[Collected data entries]

◇ ◇ ◇

//! Client for the remote vocabulary API.
//!
//! The remote service owns flashcards, users and practice history. This
//! server only reads cards, pushes practice results and asks for group
//! renames, always on behalf of the caller's bearer token.

use async_trait::async_trait;
use reqwest::{Client, RequestBuilder, Response};
use serde::{Deserialize, Serialize};

use practice_core::{Flashcard, HistoricalStats, StatsSubmission};

/// Remote call errors.
#[derive(Debug, Clone, thiserror::Error)]
pub enum RemoteError {
    #[error("Network error: {0}")]
    Network(String),

    #[error("Backend error: {status} - {message}")]
    Backend { status: u16, message: String },

    #[error("Parse error: {0}")]
    Parse(String),
}

impl RemoteError {
    /// True when the remote rejected the caller's credentials.
    pub fn is_unauthorized(&self) -> bool {
        matches!(self, Self::Backend { status: 401 | 403, .. })
    }
}

pub type RemoteResult<T> = std::result::Result<T, RemoteError>;

/// Operations the practice server needs from the vocabulary API.
#[async_trait]
pub trait VocabularyApi: Send + Sync {
    async fn fetch_flashcards(&self, token: &str) -> RemoteResult<Vec<Flashcard>>;

    async fn submit_stats(&self, token: &str, submission: &StatsSubmission) -> RemoteResult<()>;

    async fn fetch_stats(&self, token: &str) -> RemoteResult<HistoricalStats>;

    async fn reset_stats(&self, token: &str) -> RemoteResult<()>;

    async fn update_card_group(&self, token: &str, card_id: &str, group: &str) -> RemoteResult<()>;
}

#[derive(Debug, Serialize)]
struct GroupUpdate<'a> {
    group: &'a str,
}

#[derive(Debug, Deserialize)]
struct ErrorBody {
    error: Option<String>,
    message: Option<String>,
}

/// reqwest-backed [`VocabularyApi`].
#[derive(Clone)]
pub struct HttpVocabularyApi {
    client: Client,
    base_url: String,
}

impl HttpVocabularyApi {
    pub fn new(base_url: impl Into<String>) -> Self {
        Self {
            client: Client::new(),
            base_url: base_url.into().trim_end_matches('/').to_string(),
        }
    }

    fn url(&self, path: &str) -> String {
        format!("{}{}", self.base_url, path)
    }

    async fn send(&self, request: RequestBuilder) -> RemoteResult<Response> {
        let resp = request
            .send()
            .await
            .map_err(|e| RemoteError::Network(e.to_string()))?;

        if !resp.status().is_success() {
            let status = resp.status().as_u16();
            let text = resp.text().await.unwrap_or_default();
            return Err(RemoteError::Backend {
                status,
                message: backend_message(&text),
            });
        }

        Ok(resp)
    }
}

/// Prefer the `error` or `message` field of a JSON error body.
fn backend_message(body: &str) -> String {
    serde_json::from_str::<ErrorBody>(body)
        .ok()
        .and_then(|b| b.error.or(b.message))
        .unwrap_or_else(|| body.to_string())
}

/// Decode the card list. Anything other than a JSON array reads as no cards.
fn parse_flashcards(value: serde_json::Value) -> RemoteResult<Vec<Flashcard>> {
    if !value.is_array() {
        return Ok(Vec::new());
    }
    serde_json::from_value(value).map_err(|e| RemoteError::Parse(e.to_string()))
}

#[async_trait]
impl VocabularyApi for HttpVocabularyApi {
    async fn fetch_flashcards(&self, token: &str) -> RemoteResult<Vec<Flashcard>> {
        let request = self.client.get(self.url("/api/flashcards")).bearer_auth(token);
        let body: serde_json::Value = self
            .send(request)
            .await?
            .json()
            .await
            .map_err(|e| RemoteError::Parse(e.to_string()))?;
        parse_flashcards(body)
    }

    async fn submit_stats(&self, token: &str, submission: &StatsSubmission) -> RemoteResult<()> {
        let request = self
            .client
            .post(self.url("/api/user/stats"))
            .bearer_auth(token)
            .json(submission);
        self.send(request).await?;
        Ok(())
    }

    async fn fetch_stats(&self, token: &str) -> RemoteResult<HistoricalStats> {
        let request = self.client.get(self.url("/api/user/stats")).bearer_auth(token);
        self.send(request)
            .await?
            .json()
            .await
            .map_err(|e| RemoteError::Parse(e.to_string()))
    }

    async fn reset_stats(&self, token: &str) -> RemoteResult<()> {
        let request = self
            .client
            .delete(self.url("/api/user/stats/reset"))
            .bearer_auth(token);
        self.send(request).await?;
        Ok(())
    }

    async fn update_card_group(&self, token: &str, card_id: &str, group: &str) -> RemoteResult<()> {
        let request = self
            .client
            .put(self.url(&format!("/api/flashcards/{card_id}")))
            .bearer_auth(token)
            .json(&GroupUpdate { group });
        self.send(request).await?;
        Ok(())
    }
}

◇ ◇ ◇

*ABOUT THIS TASK*. The answer should be a number alone: how many lines of the entries hold the word "StatsSubmission"?

*REPLY TO THE TASK*. 3